Bunnies, more spiders, and huge bazongas: Random Tuesday Thoughts


It's Tuesday again! I'm starting to think that all my blogging genius goes into Tuesdays. There's like, this huge spike in my Google Analytics chart once a week. Then the rest of the week people are all, "Oh, well...I guess I could stop by...but she's not as funny on WEDNESDAYS".

That's okay. I'll take that.

So - let's begin! If you're new here (yay!), it's pretty simple - grab the button, write your rather random post, and then leave your link with Mr. Linky so we can all visit.

So after my post yesterday (the one where I basically told the whole interwubs that I was planning to have tons of rabid bunny sex), I immediately felt better. And then you people started commenting, and some people sent me emails, and I felt AWESOME. Seriously, why did I wait so long to start blogging? I could have written many, many more "woe is me" posts.

Also, FoN called me to check that I wasn't wallowing in my sorrows too badly (which I wasn't - it was only about mid-shin deep wallowing), and offered me one of HER kids if things don't work out, because she's pretty much the best friend ever.

Although, she's been trying to pawn one off on me for years now, but still. My statement stands.

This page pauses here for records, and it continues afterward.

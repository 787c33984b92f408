//! # pipenet — Underground Utility-Pipe Network Analysis
//!
//! An in-memory analysis engine for underground pipe networks: given raw
//! network data (junction nodes and pipe segments with 3-D coordinates),
//! it answers spatial and topological queries — minimum clearance between
//! two pipes, pairwise collision candidates, cross-sectional and
//! longitudinal profile cuts, upstream/downstream traversal from a pipe
//! point, and shortest-path connectivity between two pipes.
//!
//! ## Design Principles
//!
//! 1. **No global state**: all analysis runs against an [`EngineState`]
//!    handle; a reload builds a fresh state and atomically swaps it in
//! 2. **Clean DTOs**: records, traversal results, and query results are
//!    plain serializable structs that cross every boundary
//! 3. **Generic containers**: the octree and graph carry an arbitrary
//!    payload type; the data model fixes it to pipe records
//! 4. **I/O stays outside**: the crate consumes already-parsed records
//!    and returns serializable results; HTTP routing and file reading are
//!    the caller's concern
//!
//! ## Quick Start
//!
//! ```rust,no_run
//! use pipenet::{Engine, model::DataSourceRecord};
//!
//! # fn example(sources: Vec<DataSourceRecord>) -> pipenet::Result<()> {
//! let engine = Engine::new();
//! engine.reload(sources)?;
//!
//! let state = engine.state();
//! let down = state.downstream("PLPT_2")?;
//! for node in &down.explored_nodes {
//!     println!("downstream of PLPT_2: {node}");
//! }
//! # Ok(())
//! # }
//! ```

// ============================================================================
// Modules
// ============================================================================

pub mod geom;
pub mod clearance;
pub mod octree;
pub mod graph;
pub mod model;
pub mod engine;

// ============================================================================
// Re-exports: Geometry kernel
// ============================================================================

pub use geom::{
    BoundingBox, BoundingSphere, Camera, Cartesian3, Frustum, Matrix4, Plane,
};

// ============================================================================
// Re-exports: Algorithms and containers
// ============================================================================

pub use clearance::{closest_points, SegmentClosestPoints};
pub use octree::PointOctree;
pub use graph::{PipeGraph, ShortestPath, Traversal};

// ============================================================================
// Re-exports: Model and engine
// ============================================================================

pub use model::{DataSource, Network, PipeEdge, PipeNode};
pub use engine::{
    BurstReport, ClearanceReport, CollisionHit, Connectivity, CrossSectionHit, Engine,
    EngineState, Profile, ProfileEntry,
};

// ============================================================================
// Error Types
// ============================================================================

#[derive(Debug, thiserror::Error)]
pub enum Error {
    #[error("Not found: {0}")]
    NotFound(String),

    #[error("Malformed record: {0}")]
    MalformedRecord(String),

    #[error("Deserialization error: {0}")]
    Serde(#[from] serde_json::Error),
}

pub type Result<T> = std::result::Result<T, Error>;
//! # Network Graph Engine
//!
//! A directed graph over pipe-point identifiers with forward and inverse
//! adjacency, per-vertex and per-edge payloads, depth-first reachability
//! traversal (downstream/upstream), and shortest-path search.
//!
//! The graph is rebuilt from scratch on every data reload — there is no
//! incremental deletion. Traversals are read-only.

use hashbrown::{HashMap, HashSet};
use serde::{Deserialize, Serialize};
use smallvec::SmallVec;

// ============================================================================
// Payload traits
// ============================================================================

/// Vertex payloads are copied into traversal results and stamped with the
/// vertex id they were reached through.
pub trait VertexInfo: Clone {
    /// Record the pipe-point identifier (`PLPTNO`) on this copy.
    fn stamp_plpt(&mut self, plpt: &str);
}

/// Edge payloads expose the identity and weight the traversals need.
pub trait EdgeInfo: Clone {
    /// Cross-network pipe id (`PLID`), used to de-duplicate traversed edges.
    fn pipe_id(&self) -> &str;
    /// Edge weight for shortest-path search (the pipe's length).
    fn weight(&self) -> f64;
}

// ============================================================================
// Result types
// ============================================================================

/// Everything a downstream/upstream traversal discovers.
#[derive(Debug, Clone, Serialize, Deserialize)]
pub struct Traversal<V, E> {
    /// Visited vertex ids, in visitation order.
    pub explored_nodes: Vec<String>,
    /// Payload copies for the visited vertices, stamped with their id.
    pub explored_node_info: Vec<V>,
    /// Traversed pipe ids, de-duplicated, in discovery order.
    pub explored_edges: Vec<String>,
    /// Payloads of the traversed pipes, parallel to `explored_edges`.
    pub explored_edge_info: Vec<E>,
    /// Visited vertices with no onward adjacency (branch ends).
    pub end_nodes: Vec<String>,
    /// Payload copies for the branch ends.
    pub end_node_info: Vec<V>,
}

I didn't post a HASAY update yesterday because I was busy wallowing. But there isn't much to report. I've had a really, really hard time convincing myself to work out, but I've been doing it anyway. Which is good, because "you should probably devour that Lindt chocolate bunny and then have waffles and bacon" has NOT been that hard to sell. The bunny (and possibly a few friends) haven't shown up on the scale yet, but I think they're conspiring with the glazed croissant from today and are going to attack like a fucking ninja.

On a related note, I was working out earlier with Maya the Wii Fitness Trainer, and I really had to pee. There's nothing worse than doing a bunch of jumping jacks when you're threatening to leak all over the basement carpet. So when Maya called a "water break" (which, now that I think about it, I've never seen that pixeled hussy drink any H20 herself. Man, she's a terrible trainer), I dashed to the downstairs toilet.

Now, the downstairs toilet is pretty much just that. A toilet. Downstairs. Oh, sure, it has some walls around it, and at SOME POINT it was probably considered a bathroom, but right now it's a gross, water-stained hole with a concrete floor, containing a rusty-looking porcelain seat. But whatever, I was in a hurry (if there's a way to pause Maya, I haven't figured it out yet). So I was doing my thing, and I reached for the roll of toilet paper.

Turns out, if you leave those unattended, sometimes spiders use them for a lair.

So I shrieked and jumped off my throne. Mid stream.

Good thing that bathroom is already gross hey?

I posted last week about how I was all into the virtual piracy, but I TOTALLY LIED. The very next day my usual gaming addiction, the superhero MMO City of Heroes, went live with its Issue 14. CoH is pretty awesome in that it regularly releases new content for subscribers and doesn't ask anything in return except your undying fealty and $15 a month. Anyway, the new Issue includes a "Mission Architect", where you can write your own story lines and other people can play them.

Are you kidding? I can write goofy awesome comic book stories and publish them for other people? It's kind of like blogging, but with spandex. And punching things.

So I've given up on the pirates. They have a bad rap these days anyway. Plus, in CoH I can make my characters' bazongas even BIGGER.

The restaurant that Paul manages is closed for two weeks while renovating. He gets one of those weeks off, but the rest of the time his schedule is totally messed up. Normally he works nights, but suddenly he's working days. So we had to call in the troops (his parents), who drove 2-1/2 hours to hang out with their grandson all day today. Turns out, we didn't need them today, but thanks to an informative text message at 8PM TONIGHT we could have used them TOMORROW. Fuuuuucccckkk.

Which brings me to a regular rant of mine, that I have entitled "OMG ya'll am I the first person to notice that juggling child care SUCKS?".

I mean, REALLY. We have it good here in Canada - we get a year for maternity leave, and the government pays us 55% of our previous wage during that time. Except, most daycares don't take children until they're 18 months old. So everybody - EVERYBODY - has to fucking fake it somehow for 6 months. And like 6 years ago, mat leave was only 6 months, which brings your time spent "faking it" up to a year. There are no supports in place to cover this - everybody just has to work part-time, or find a (elusive) sitter, or not go back to work and then find a whole new job in 6 months, or ask their mother, or SOMETHING. It's fucking ridiculous.

And what the hell do you Americans do? What do you get - 12 weeks, if you're super lucky?

Anyway. That has nothing to do with the fact that my husbands employers can't get their poop in a group, but it sent my brain in that direction.

What directions is YOUR brain going in this week? Let us know - grab zee button, slap it up there, and randomize! Happy Tuesday!